May 03, 2007

Gracchi elsewhere

I've just posted a critique of an article by Harvey Mansfield, Professor of Government at Harvard, who wrote in the Wall Street Journal in favour of a strong executive. I hope its an interesting article!

1 comments:

ashok said...

I'm probably not going to do a very good job defending Dr. Mansfield, but as you cite your teachers in attacking him, I'd better at least try.

The argument about Locke and the English Civil War you advance says that since all parties in society said that the law was violated, questions of power can be seen to be entirely within the framework of the rule of law. To this end, you say that Locke and the Federalist are concerned with those narrower questions stemming from how people in their time conceived the debate.

What you miss is how loaded every single sentence Mansfield writes is. If you know Locke and Federalist, you can see that the notion of the "one" comes up time and time again. He's not making this up - it's coming right from the text, as if Locke and the Federalist are not bound by how their peers conceive of them.

As long as I choose to fight you on grounds of history, I'm going to lose this argument. The reason why is that you have an inexhaustible source of third-rate argumentation. I can always say stuff like "we didn't find so-and-so in someone's bookshelf or letters, so we don't know if he read them or not, we do know what the Parliamentary debate was like though."

But if I shift the grounds of the argument to "what is the more pressing question," I can put you in a spot. In this case, you've decided the most pressing question is saying that Harvey is wrong because his history isn't yours, since he goes to the texts themselves and not what other people say about the texts. (I'm not saying that to be nasty, btw, that's the purpose of historicism, to tell me what Locke and the Federalist think relative to immediate context, not relative to the questions and ideas they engage).
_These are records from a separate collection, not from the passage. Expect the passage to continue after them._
//! PostgreSQL order store

use super::{
    DcaCadence, Order, OrderCondition, OrderKind, OrderStatus, OrderStore, TriggerKind,
};
use crate::config::DatabaseConfig;
use crate::error::{EngineError, EngineResult};

use async_trait::async_trait;
use chrono::{DateTime, Utc};
use sqlx::postgres::{PgPool, PgPoolOptions, PgRow};
use sqlx::Row;
use tracing::info;
use uuid::Uuid;

/// Order persistence over Postgres
pub struct SqlOrderStore {
    pool: PgPool,
}

impl SqlOrderStore {
    /// Create a new store
    pub async fn new(config: &DatabaseConfig) -> EngineResult<Self> {
        let pool = PgPoolOptions::new()
            .max_connections(config.max_connections)
            .min_connections(config.min_connections)
            .connect(&config.url)
            .await
            .map_err(EngineError::Database)?;

        Ok(Self { pool })
    }

    /// Run database migrations
    pub async fn run_migrations(&self) -> EngineResult<()> {
        sqlx::query(
            r#"
            CREATE TABLE IF NOT EXISTS orders (
                id UUID PRIMARY KEY,
                chain_id BIGINT NOT NULL,
                from_token_address VARCHAR(66) NOT NULL,
                kind VARCHAR(10) NOT NULL,
                condition VARCHAR(10) NOT NULL,
                target_price TEXT NOT NULL,
                take_profit_price TEXT,
                stop_loss_price TEXT,
                status VARCHAR(20) NOT NULL DEFAULT 'active',
                created_at TIMESTAMPTZ NOT NULL DEFAULT NOW(),
                expires_at TIMESTAMPTZ,
                triggered_at TIMESTAMPTZ,
                trigger_expires_at TIMESTAMPTZ,
                triggered_by VARCHAR(20),
                execution_error TEXT,
                cadence VARCHAR(10),
                execution_hour INT,
                intervals_total INT,
                intervals_executed INT NOT NULL DEFAULT 0,
                next_execution_at TIMESTAMPTZ,
                updated_at TIMESTAMPTZ NOT NULL DEFAULT NOW()
            )
            "#,
        )
        .execute(&self.pool)
        .await?;

        sqlx::query(
            r#"
            CREATE INDEX IF NOT EXISTS idx_orders_status
            ON orders (status)
            "#,
        )
        .execute(&self.pool)
        .await?;

        info!("Database migrations complete");
        Ok(())
    }

    /// Health check
    pub async fn health_check(&self) -> EngineResult<()> {
        sqlx::query("SELECT 1")
            .execute(&self.pool)
            .await
            .map_err(EngineError::Database)?;
        Ok(())
    }

    /// Insert a new order
    pub async fn insert_order(&self, order: &Order) -> EngineResult<()> {
        sqlx::query(
            r#"
            INSERT INTO orders
                (id, chain_id, from_token_address, kind, condition, target_price,
                 take_profit_price, stop_loss_price, status, created_at, expires_at,
                 cadence, execution_hour, intervals_total, intervals_executed,
                 next_execution_at)
            VALUES ($1, $2, $3, $4, $5, $6, $7, $8, $9, $10, $11, $12, $13, $14, $15, $16)
            "#,
        )
        .bind(order.id)
        .bind(order.chain_id as i64)
        .bind(&order.from_token_address)
        .bind(order.kind.as_str())
        .bind(order.condition.as_str())
        .bind(&order.target_price)
        .bind(&order.take_profit_price)
        .bind(&order.stop_loss_price)
        .bind(order.status.as_str())
        .bind(order.created_at)
        .bind(order.expires_at)
        .bind(order.cadence.map(|c| c.as_str()))
        .bind(order.execution_hour.map(|h| h as i32))
        .bind(order.intervals_total.map(|t| t as i32))
        .bind(order.intervals_executed as i32)
        .bind(order.next_execution_at)
        .execute(&self.pool)
        .await?;

        Ok(())
    }

    /// Get order statistics
    pub async fn get_stats(&self) -> EngineResult<OrderStats> {
        let row = sqlx::query(
            r#"
            SELECT
                COUNT(*) FILTER (WHERE status = 'active') as active,
                COUNT(*) FILTER (WHERE status = 'triggered') as triggered,
                COUNT(*) FILTER (WHERE status = 'executed') as executed,
                COUNT(*) FILTER (WHERE status = 'completed') as completed,
                COUNT(*) FILTER (WHERE status = 'expired') as expired
            FROM orders
            "#,
        )
        .fetch_one(&self.pool)
        .await?;

        Ok(OrderStats {
            active: row.get::<i64, _>("active") as u64,
            triggered: row.get::<i64, _>("triggered") as u64,
            executed: row.get::<i64, _>("executed") as u64,
            completed: row.get::<i64, _>("completed") as u64,
            expired: row.get::<i64, _>("expired") as u64,
        })
    }

    async fn orders_with_status(&self, status: OrderStatus) -> EngineResult<Vec<Order>> {
        let rows = sqlx::query(
            r#"
            SELECT id, chain_id, from_token_address, kind, condition, target_price,
                   take_profit_price, stop_loss_price, status, created_at, expires_at,
                   triggered_at, trigger_expires_at, triggered_by, execution_error,
                   cadence, execution_hour, intervals_total, intervals_executed,
                   next_execution_at
            FROM orders
            WHERE status = $1
            ORDER BY created_at
            "#,
        )
        .bind(status.as_str())
        .fetch_all(&self.pool)
        .await?;

        Ok(rows.into_iter().map(row_to_order).collect())
    }
}

fn row_to_order(row: PgRow) -> Order {
    let kind: String = row.get("kind");
    let condition: String = row.get("condition");
    let status: String = row.get("status");
    let triggered_by: Option<String> = row.get("triggered_by");
    let cadence: Option<String> = row.get("cadence");

    Order {
        id: row.get("id"),
        chain_id: row.get::<i64, _>("chain_id") as u64,
        from_token_address: row.get("from_token_address"),
        kind: OrderKind::parse(&kind).unwrap_or(OrderKind::Limit),
        condition: OrderCondition::parse(&condition).unwrap_or(OrderCondition::Above),
        target_price: row.get("target_price"),
        take_profit_price: row.get("take_profit_price"),
        stop_loss_price: row.get("stop_loss_price"),
        status: OrderStatus::parse(&status).unwrap_or(OrderStatus::Active),
        created_at: row.get("created_at"),
        expires_at: row.get("expires_at"),
        triggered_at: row.get("triggered_at"),
        trigger_expires_at: row.get("trigger_expires_at"),
        triggered_by: triggered_by.as_deref().and_then(TriggerKind::parse),
        execution_error: row.get("execution_error"),
        cadence: cadence.as_deref().and_then(DcaCadence::parse),
        execution_hour: row.get::<Option<i32>, _>("execution_hour").map(|h| h as u32),
        intervals_total: row.get::<Option<i32>, _>("intervals_total").map(|t| t as u32),
        intervals_executed: row.get::<i32, _>("intervals_executed") as u32,
        next_execution_at: row.get("next_execution_at"),
    }
}

#[async_trait]
impl OrderStore for SqlOrderStore {
    async fn active_orders(&self) -> EngineResult<Vec<Order>> {
        self.orders_with_status(OrderStatus::Active).await
    }

    async fn triggered_orders(&self) -> EngineResult<Vec<Order>> {
        self.orders_with_status(OrderStatus::Triggered).await
    }

    async fn mark_triggered(
        &self,
        id: Uuid,
        kind: TriggerKind,
        triggered_at: DateTime<Utc>,
        trigger_expires_at: DateTime<Utc>,
    ) -> EngineResult<()> {
        sqlx::query(
            r#"
            UPDATE orders
            SET status = 'triggered', triggered_by = $2, triggered_at = $3,
                trigger_expires_at = $4, updated_at = NOW()
            WHERE id = $1 AND status = 'active'
            "#,
        )
        .bind(id)
        .bind(kind.as_str())
        .bind(triggered_at)
        .bind(trigger_expires_at)
        .execute(&self.pool)
        .await?;

        Ok(())
    }

    async fn mark_expired(&self, id: Uuid) -> EngineResult<()> {
        sqlx::query(
            r#"
            UPDATE orders
            SET status = 'expired', updated_at = NOW()
            WHERE id = $1 AND status IN ('active', 'triggered')
            "#,
        )
        .bind(id)
        .execute(&self.pool)
        .await?;

        Ok(())
    }

    async fn record_execution_error(&self, id: Uuid, error: &str) -> EngineResult<()> {
        sqlx::query(
            r#"
            UPDATE orders
            SET execution_error = $2, updated_at = NOW()
            WHERE id = $1
            "#,
        )
        .bind(id)
        .bind(error)
        .execute(&self.pool)
        .await?;

        Ok(())
    }

    async fn advance_dca(
        &self,
        id: Uuid,
        intervals_executed: u32,
        next_execution_at: Option<DateTime<Utc>>,
        completed: bool,
    ) -> EngineResult<()> {
        let status = if completed { "completed" } else { "active" };
        sqlx::query(
            r#"
            UPDATE orders
            SET intervals_executed = $2, next_execution_at = $3, status = $4,
                updated_at = NOW()
            WHERE id = $1
            "#,
        )
        .bind(id)
        .bind(intervals_executed as i32)
        .bind(next_execution_at)
        .bind(status)
        .execute(&self.pool)
        .await?;

        Ok(())
    }
}

/// Order statistics
#[derive(Debug, Clone, serde::Serialize)]
pub struct OrderStats {
    pub active: u64,
    pub triggered: u64,
    pub executed: u64,
    pub completed: u64,
    pub expired: u64,
}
Harvey puts the question directly and beautifully, and it is a hard-hitting question you want to dodge, for good reason - liberals don't quite realize anymore how much illiberal stuff had to happen in order to get democracy. Unfortunately, there's a whole realm of academic debate independent of Straussian thought and closer to historicist thought which you seem unaware of, which does address the question on Harvey's terms. Corwin's work on the Executive puts it as bluntly as he does: Is the Executive defined by emergency ("tyrannical") power, or is he defined by the rule of law simply?

What's interesting is how you ignore the fact that while people are yelling about the rule of law breaking down in England, and blaming each other, society is in tatters. Your own history points to this - Locke did get exiled, the climate was one of paranoia and openly subversive and murderous acts. To imply, as you do, that debating the "rule of law" is a necessary and sufficient condition for a free society is to ignore why the tyrannical question has to come up with serious thinkers.

Pocock is fundamentally not serious. Read the last chapter of Machivellian Moment again, where he literally says that because all we could conceive of were republics until now, we were somehow less as a people or something. He places all his stock in "progress," like as if our ancestors had nothing to say of value, or were limited by their time. I'm gonna say this once and for all: before you knock my teachers for not knowing history, look at your teachers and ask if they give a damn about other people's opinions. You have to reconstruct the best possible argument someone could make, not just say "we know Machiavelli thought X because everyone else around his time said X."

Also, I love how you say that the power of acting out of necessity is reserved in the US Constitution. Given that we have a concept of God being constrained and defined by the Laws ascribed to him, how on earth can law ever fully take into account necessity?

Please reread Thucydides. You are not attuned to the strongest possible way these questions could be framed, and are thinking idle gossip can refute the very framework of the questions. I'm being harsh because you're a seriously nice guy, and you mean well, and you should have the best ideas and information before you, and not be constrained by what literally are the faults of your teachers. Harvey is problematic, I'll concede that - I have criticisms of his take on Tocqueville, and his manliness thing I have a few quibbles with. But he's putting the debate forward in the best way right now, in the way anyone, with historical knowledge or not, could participate.